* Data supplied:
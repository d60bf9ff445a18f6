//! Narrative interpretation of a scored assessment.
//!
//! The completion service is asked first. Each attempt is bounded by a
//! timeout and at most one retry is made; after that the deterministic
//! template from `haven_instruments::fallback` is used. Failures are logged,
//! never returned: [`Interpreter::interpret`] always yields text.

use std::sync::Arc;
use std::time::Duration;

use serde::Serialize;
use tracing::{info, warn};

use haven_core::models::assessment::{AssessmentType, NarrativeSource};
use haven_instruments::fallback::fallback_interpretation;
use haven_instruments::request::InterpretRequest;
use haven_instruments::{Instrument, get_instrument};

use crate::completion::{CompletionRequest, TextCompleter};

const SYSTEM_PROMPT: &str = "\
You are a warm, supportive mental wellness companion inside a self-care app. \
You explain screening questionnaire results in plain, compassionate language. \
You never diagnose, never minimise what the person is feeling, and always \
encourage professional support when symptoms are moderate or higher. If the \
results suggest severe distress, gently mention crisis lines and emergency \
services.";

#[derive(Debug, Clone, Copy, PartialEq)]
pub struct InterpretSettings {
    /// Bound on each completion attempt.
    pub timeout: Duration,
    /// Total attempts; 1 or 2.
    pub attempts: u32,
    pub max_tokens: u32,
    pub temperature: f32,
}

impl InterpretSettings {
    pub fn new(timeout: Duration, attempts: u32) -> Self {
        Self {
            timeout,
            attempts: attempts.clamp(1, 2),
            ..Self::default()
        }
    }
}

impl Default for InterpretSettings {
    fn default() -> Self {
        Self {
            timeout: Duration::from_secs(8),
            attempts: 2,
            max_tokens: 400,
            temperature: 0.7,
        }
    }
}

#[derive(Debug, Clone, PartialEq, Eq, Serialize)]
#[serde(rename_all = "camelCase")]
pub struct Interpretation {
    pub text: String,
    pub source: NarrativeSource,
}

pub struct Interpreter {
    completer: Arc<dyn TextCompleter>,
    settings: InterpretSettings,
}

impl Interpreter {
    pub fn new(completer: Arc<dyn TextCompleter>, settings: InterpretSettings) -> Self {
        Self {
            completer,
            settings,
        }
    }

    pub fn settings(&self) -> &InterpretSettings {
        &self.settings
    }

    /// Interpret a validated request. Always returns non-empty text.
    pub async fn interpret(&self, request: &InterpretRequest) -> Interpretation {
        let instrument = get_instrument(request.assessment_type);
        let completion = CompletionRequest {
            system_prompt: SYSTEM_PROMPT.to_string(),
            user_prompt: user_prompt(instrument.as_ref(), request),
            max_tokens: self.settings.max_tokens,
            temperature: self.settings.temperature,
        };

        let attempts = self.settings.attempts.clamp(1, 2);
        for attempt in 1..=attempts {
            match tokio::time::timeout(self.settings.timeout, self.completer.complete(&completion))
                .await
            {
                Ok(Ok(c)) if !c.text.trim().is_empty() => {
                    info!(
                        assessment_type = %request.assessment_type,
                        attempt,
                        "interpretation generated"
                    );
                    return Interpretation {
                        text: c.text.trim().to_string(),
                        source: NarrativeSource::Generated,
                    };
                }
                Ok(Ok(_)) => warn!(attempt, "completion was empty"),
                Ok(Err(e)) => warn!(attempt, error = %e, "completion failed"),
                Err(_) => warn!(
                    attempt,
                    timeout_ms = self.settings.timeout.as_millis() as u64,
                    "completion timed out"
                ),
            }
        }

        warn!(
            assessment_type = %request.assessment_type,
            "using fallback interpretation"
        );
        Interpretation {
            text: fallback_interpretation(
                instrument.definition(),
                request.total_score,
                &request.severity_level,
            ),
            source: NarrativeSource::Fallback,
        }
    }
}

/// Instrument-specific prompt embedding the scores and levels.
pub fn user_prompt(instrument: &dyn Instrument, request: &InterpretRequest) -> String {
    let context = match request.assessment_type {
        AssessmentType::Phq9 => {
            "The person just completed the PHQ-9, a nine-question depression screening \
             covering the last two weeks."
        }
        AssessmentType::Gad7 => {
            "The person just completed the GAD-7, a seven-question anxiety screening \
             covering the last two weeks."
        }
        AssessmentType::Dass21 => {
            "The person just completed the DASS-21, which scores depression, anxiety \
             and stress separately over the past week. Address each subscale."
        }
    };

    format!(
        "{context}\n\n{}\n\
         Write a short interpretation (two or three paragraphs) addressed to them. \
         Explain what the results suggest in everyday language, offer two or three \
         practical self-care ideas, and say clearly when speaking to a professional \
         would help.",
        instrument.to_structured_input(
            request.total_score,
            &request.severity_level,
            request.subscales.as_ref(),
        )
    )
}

* Assigned task:
All entries above are to be repeated verbatim, down to the last line.

* Finished task:
repository d60bf9ff445a18f6
//! Narrative interpretation of a scored assessment.
//!
//! The completion service is asked first. Each attempt is bounded by a
//! timeout and at most one retry is made; after that the deterministic
//! template from `haven_instruments::fallback` is used. Failures are logged,
//! never returned: [`Interpreter::interpret`] always yields text.

use std::sync::Arc;
use std::time::Duration;

use serde::Serialize;
use tracing::{info, warn};

use haven_core::models::assessment::{AssessmentType, NarrativeSource};
use haven_instruments::fallback::fallback_interpretation;
use haven_instruments::request::InterpretRequest;
use haven_instruments::{Instrument, get_instrument};

use crate::completion::{CompletionRequest, TextCompleter};

const SYSTEM_PROMPT: &str = "\
You are a warm, supportive mental wellness companion inside a self-care app. \
You explain screening questionnaire results in plain, compassionate language. \
You never diagnose, never minimise what the person is feeling, and always \
encourage professional support when symptoms are moderate or higher. If the \
results suggest severe distress, gently mention crisis lines and emergency \
services.";

#[derive(Debug, Clone, Copy, PartialEq)]
pub struct InterpretSettings {
    /// Bound on each completion attempt.
    pub timeout: Duration,
    /// Total attempts; 1 or 2.
    pub attempts: u32,
    pub max_tokens: u32,
    pub temperature: f32,
}

impl InterpretSettings {
    pub fn new(timeout: Duration, attempts: u32) -> Self {
        Self {
            timeout,
            attempts: attempts.clamp(1, 2),
            ..Self::default()
        }
    }
}

impl Default for InterpretSettings {
    fn default() -> Self {
        Self {
            timeout: Duration::from_secs(8),
            attempts: 2,
            max_tokens: 400,
            temperature: 0.7,
        }
    }
}

#[derive(Debug, Clone, PartialEq, Eq, Serialize)]
#[serde(rename_all = "camelCase")]
pub struct Interpretation {
    pub text: String,
    pub source: NarrativeSource,
}

pub struct Interpreter {
    completer: Arc<dyn TextCompleter>,
    settings: InterpretSettings,
}

impl Interpreter {
    pub fn new(completer: Arc<dyn TextCompleter>, settings: InterpretSettings) -> Self {
        Self {
            completer,
            settings,
        }
    }

    pub fn settings(&self) -> &InterpretSettings {
        &self.settings
    }

    /// Interpret a validated request. Always returns non-empty text.
    pub async fn interpret(&self, request: &InterpretRequest) -> Interpretation {
        let instrument = get_instrument(request.assessment_type);
        let completion = CompletionRequest {
            system_prompt: SYSTEM_PROMPT.to_string(),
            user_prompt: user_prompt(instrument.as_ref(), request),
            max_tokens: self.settings.max_tokens,
            temperature: self.settings.temperature,
        };

        let attempts = self.settings.attempts.clamp(1, 2);
        for attempt in 1..=attempts {
            match tokio::time::timeout(self.settings.timeout, self.completer.complete(&completion))
                .await
            {
                Ok(Ok(c)) if !c.text.trim().is_empty() => {
                    info!(
                        assessment_type = %request.assessment_type,
                        attempt,
                        "interpretation generated"
                    );
                    return Interpretation {
                        text: c.text.trim().to_string(),
                        source: NarrativeSource::Generated,
                    };
                }
                Ok(Ok(_)) => warn!(attempt, "completion was empty"),
                Ok(Err(e)) => warn!(attempt, error = %e, "completion failed"),
                Err(_) => warn!(
                    attempt,
                    timeout_ms = self.settings.timeout.as_millis() as u64,
                    "completion timed out"
                ),
            }
        }

        warn!(
            assessment_type = %request.assessment_type,
            "using fallback interpretation"
        );
        Interpretation {
            text: fallback_interpretation(
                instrument.definition(),
                request.total_score,
                &request.severity_level,
            ),
            source: NarrativeSource::Fallback,
        }
    }
}

/// Instrument-specific prompt embedding the scores and levels.
pub fn user_prompt(instrument: &dyn Instrument, request: &InterpretRequest) -> String {
    let context = match request.assessment_type {
        AssessmentType::Phq9 => {
            "The person just completed the PHQ-9, a nine-question depression screening \
             covering the last two weeks."
        }
        AssessmentType::Gad7 => {
            "The person just completed the GAD-7, a seven-question anxiety screening \
             covering the last two weeks."
        }
        AssessmentType::Dass21 => {
            "The person just completed the DASS-21, which scores depression, anxiety \
             and stress separately over the past week. Address each subscale."
        }
    };

    format!(
        "{context}\n\n{}\n\
         Write a short interpretation (two or three paragraphs) addressed to them. \
         Explain what the results suggest in everyday language, offer two or three \
         practical self-care ideas, and say clearly when speaking to a professional \
         would help.",
        instrument.to_structured_input(
            request.total_score,
            &request.severity_level,
            request.subscales.as_ref(),
        )
    )
}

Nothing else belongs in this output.